[Opening Dataset records section]

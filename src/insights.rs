use reqwest::Client;
use serde::Serialize;
use serde_json::{json, Value};

use crate::config::Config;
use crate::errors::{AppError, ResultExt};
use crate::models::{AnswerMap, Insights, Sector};
use crate::questions::Question;

/// Message surfaced to the lead when insights cannot be generated.
pub const INSIGHTS_ERROR_MESSAGE: &str =
    "We couldn't generate personalized insights right now. Your results are below.";

/// Everything the prompt needs about one completed quiz.
#[derive(Debug, Clone, Copy)]
pub struct InsightRequest<'a> {
    pub sector: Sector,
    pub score: u32,
    pub max_score: u32,
    pub questions: &'a [Question],
    pub answers: &'a AnswerMap,
}

/// Insights if generation succeeded, otherwise the generic error message.
#[derive(Debug, Clone, PartialEq, Serialize)]
pub struct InsightOutcome {
    pub insights: Option<Insights>,
    pub error: Option<String>,
}

impl InsightOutcome {
    fn failed() -> Self {
        Self {
            insights: None,
            error: Some(INSIGHTS_ERROR_MESSAGE.to_string()),
        }
    }
}

/// Client for the Gemini `generateContent` endpoint.
#[derive(Clone)]
pub struct InsightService {
    client: Client,
    base_url: String,
    api_key: Option<String>,
    model: String,
}

impl InsightService {
    pub fn new(config: &Config) -> Self {
        Self {
            client: Client::new(),
            base_url: config.gemini_base_url.trim_end_matches('/').to_string(),
            api_key: config.gemini_api_key.clone(),
            model: config.gemini_model.clone(),
        }
    }

    pub fn is_configured(&self) -> bool {
        self.api_key.is_some()
    }

    /// Generates insights, swallowing every failure into the generic message.
    pub async fn generate(&self, request: InsightRequest<'_>) -> InsightOutcome {
        let prompt = build_prompt(&request);

        match self.request_insights(&prompt).await {
            Ok(insights) => {
                tracing::info!("Generated insights for {} lead", request.sector);
                InsightOutcome {
                    insights: Some(insights),
                    error: None,
                }
            }
            Err(e) => {
                tracing::warn!("Insight generation failed: {}", e);
                InsightOutcome::failed()
            }
        }
    }

    /// One request/response round trip. No retries.
    pub async fn request_insights(&self, prompt: &str) -> Result<Insights, AppError> {
        let api_key = self
            .api_key
            .as_deref()
            .ok_or_else(|| AppError::Configuration("GEMINI_API_KEY not set".to_string()))?;

        let url = format!(
            "{}/v1beta/models/{}:generateContent",
            self.base_url, self.model
        );
        tracing::debug!("Requesting insights from model {}", self.model);

        let body = json!({
            "contents": [{
                "role": "user",
                "parts": [{ "text": prompt }]
            }],
            "generationConfig": {
                "responseMimeType": "application/json",
                "responseSchema": response_schema()
            }
        });

        let response = self
            .client
            .post(&url)
            .header("x-goog-api-key", api_key)
            .json(&body)
            .send()
            .await
            .map_err(AppError::from)
            .context("Gemini request failed")?;

        if !response.status().is_success() {
            let status = response.status();
            let error_text = response
                .text()
                .await
                .unwrap_or_else(|_| "Unknown error".to_string());
            return Err(AppError::ExternalApiError(format!(
                "Gemini returned {}: {}",
                status, error_text
            )));
        }

        let data: Value = response.json().await.map_err(|e| {
            AppError::ExternalApiError(format!("Failed to parse Gemini response: {}", e))
        })?;

        let text = data
            .pointer("/candidates/0/content/parts/0/text")
            .and_then(Value::as_str)
            .ok_or_else(|| {
                AppError::ExternalApiError("Gemini response missing candidate text".to_string())
            })?;

        parse_insights(text)
    }
}

/// JSON schema requested from the model: a summary and exactly three steps.
pub fn response_schema() -> Value {
    json!({
        "type": "OBJECT",
        "properties": {
            "summary": { "type": "STRING" },
            "actionable_steps": {
                "type": "ARRAY",
                "items": { "type": "STRING" },
                "minItems": 3,
                "maxItems": 3
            }
        },
        "required": ["summary", "actionable_steps"]
    })
}

/// Parses the model's JSON text. Missing fields or a step count other than
/// three make the whole response unusable.
pub fn parse_insights(text: &str) -> Result<Insights, AppError> {
    serde_json::from_str::<Insights>(text.trim())
        .map_err(|e| AppError::ExternalApiError(format!("Malformed insights JSON: {}", e)))
}

/// Builds the prompt from sector, score and the answered questions.
pub fn build_prompt(request: &InsightRequest<'_>) -> String {
    let answered: Vec<String> = request
        .answers
        .iter()
        .filter_map(|(index, answer)| {
            let question = request.questions.get(*index)?;
            let option = question.option(&answer.value)?;
            Some(format!(
                "- Q: {}\n  A: {} ({} pts)",
                question.text.get(request.sector),
                option.text.get(request.sector),
                answer.points
            ))
        })
        .collect();

    format!(
        "You are an LED display consultant advising a {sector} prospect.\n\
         They completed a readiness assessment and scored {score} out of {max}.\n\n\
         Their answers:\n{answers}\n\n\
         Write a short, encouraging summary (2-3 sentences) of where they stand, \
         then exactly three concrete, actionable next steps tailored to their answers.\n\
         Respond as JSON with the fields \"summary\" (string) and \
         \"actionable_steps\" (array of exactly 3 strings).",
        sector = request.sector.label(),
        score = request.score,
        max = request.max_score,
        answers = answered.join("\n"),
    )
}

[Closing Dataset records section]

** Work request **
Your answer must be a single number: how many lines of the entries above contain the string "completed".

** Exercise output **
2